- Work instruction -
Going through the entries below, copy out each line that contains "backed".
———
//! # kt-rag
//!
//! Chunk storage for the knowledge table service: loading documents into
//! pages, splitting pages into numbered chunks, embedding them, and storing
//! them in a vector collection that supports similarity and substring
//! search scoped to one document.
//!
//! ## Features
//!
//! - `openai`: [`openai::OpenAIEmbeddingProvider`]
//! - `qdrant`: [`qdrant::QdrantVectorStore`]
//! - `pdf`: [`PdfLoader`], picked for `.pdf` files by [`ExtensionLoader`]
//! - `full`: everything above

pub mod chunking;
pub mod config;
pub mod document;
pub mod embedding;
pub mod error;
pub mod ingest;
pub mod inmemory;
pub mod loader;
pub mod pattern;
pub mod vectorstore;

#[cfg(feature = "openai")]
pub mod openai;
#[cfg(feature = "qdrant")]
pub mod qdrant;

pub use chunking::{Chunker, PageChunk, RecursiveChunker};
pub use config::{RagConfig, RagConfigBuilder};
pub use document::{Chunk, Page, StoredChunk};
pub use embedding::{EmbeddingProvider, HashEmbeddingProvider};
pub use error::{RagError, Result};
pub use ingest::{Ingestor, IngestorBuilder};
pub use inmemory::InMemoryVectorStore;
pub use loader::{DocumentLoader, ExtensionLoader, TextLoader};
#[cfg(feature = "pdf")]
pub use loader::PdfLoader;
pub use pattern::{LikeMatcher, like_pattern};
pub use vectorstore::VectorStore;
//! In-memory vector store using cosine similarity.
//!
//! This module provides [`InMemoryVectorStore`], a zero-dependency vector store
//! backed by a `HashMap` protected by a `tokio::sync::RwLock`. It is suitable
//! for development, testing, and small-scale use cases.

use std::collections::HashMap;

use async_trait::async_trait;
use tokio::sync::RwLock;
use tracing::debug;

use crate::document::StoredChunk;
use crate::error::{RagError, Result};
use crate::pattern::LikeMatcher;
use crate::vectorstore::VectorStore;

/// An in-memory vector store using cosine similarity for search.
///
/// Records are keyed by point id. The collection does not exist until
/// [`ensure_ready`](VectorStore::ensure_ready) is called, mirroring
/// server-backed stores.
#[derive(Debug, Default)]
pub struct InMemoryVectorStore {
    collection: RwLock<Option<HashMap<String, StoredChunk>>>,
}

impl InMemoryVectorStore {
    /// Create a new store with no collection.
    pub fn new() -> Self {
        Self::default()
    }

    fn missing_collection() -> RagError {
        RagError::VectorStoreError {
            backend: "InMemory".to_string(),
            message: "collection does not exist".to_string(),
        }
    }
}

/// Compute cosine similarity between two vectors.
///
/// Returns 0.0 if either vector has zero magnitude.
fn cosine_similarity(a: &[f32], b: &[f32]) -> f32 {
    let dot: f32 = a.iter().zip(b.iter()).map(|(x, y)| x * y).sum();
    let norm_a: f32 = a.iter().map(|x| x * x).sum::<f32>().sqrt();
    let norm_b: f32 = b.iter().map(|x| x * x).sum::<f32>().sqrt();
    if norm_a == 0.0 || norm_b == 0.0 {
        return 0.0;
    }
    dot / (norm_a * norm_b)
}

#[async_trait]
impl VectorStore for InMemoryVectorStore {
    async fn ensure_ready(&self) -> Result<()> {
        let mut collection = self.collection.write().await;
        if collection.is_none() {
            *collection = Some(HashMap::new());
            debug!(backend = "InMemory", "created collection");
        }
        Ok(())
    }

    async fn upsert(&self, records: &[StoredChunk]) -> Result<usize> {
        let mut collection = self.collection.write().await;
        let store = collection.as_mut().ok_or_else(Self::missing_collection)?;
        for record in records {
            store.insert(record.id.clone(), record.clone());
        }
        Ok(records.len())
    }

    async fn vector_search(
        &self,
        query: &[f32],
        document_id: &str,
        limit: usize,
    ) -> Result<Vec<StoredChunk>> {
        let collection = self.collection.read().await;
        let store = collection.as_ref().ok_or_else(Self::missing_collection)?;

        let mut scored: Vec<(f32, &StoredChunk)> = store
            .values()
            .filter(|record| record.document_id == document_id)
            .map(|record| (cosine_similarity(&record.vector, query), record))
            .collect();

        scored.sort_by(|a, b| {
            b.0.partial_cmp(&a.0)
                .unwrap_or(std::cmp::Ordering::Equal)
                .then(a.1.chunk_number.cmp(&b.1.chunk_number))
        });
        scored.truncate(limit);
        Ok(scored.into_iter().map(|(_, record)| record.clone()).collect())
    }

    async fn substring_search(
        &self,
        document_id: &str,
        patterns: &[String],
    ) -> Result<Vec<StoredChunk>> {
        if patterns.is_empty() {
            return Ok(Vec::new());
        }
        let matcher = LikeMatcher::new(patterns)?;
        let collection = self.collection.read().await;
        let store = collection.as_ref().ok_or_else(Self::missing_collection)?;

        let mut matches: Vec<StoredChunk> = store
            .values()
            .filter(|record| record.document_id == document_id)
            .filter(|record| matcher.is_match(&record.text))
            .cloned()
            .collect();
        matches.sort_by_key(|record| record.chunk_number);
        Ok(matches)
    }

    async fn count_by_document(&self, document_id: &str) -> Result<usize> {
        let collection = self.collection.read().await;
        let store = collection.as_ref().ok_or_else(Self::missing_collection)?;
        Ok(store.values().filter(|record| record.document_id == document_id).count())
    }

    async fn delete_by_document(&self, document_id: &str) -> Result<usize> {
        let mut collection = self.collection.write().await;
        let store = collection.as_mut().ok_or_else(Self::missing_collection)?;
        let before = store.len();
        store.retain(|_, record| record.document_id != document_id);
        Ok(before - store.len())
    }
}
———
- Answer for this exercise -
//! backed by a `HashMap` protected by a `tokio::sync::RwLock`. It is suitable
/// server-backed stores.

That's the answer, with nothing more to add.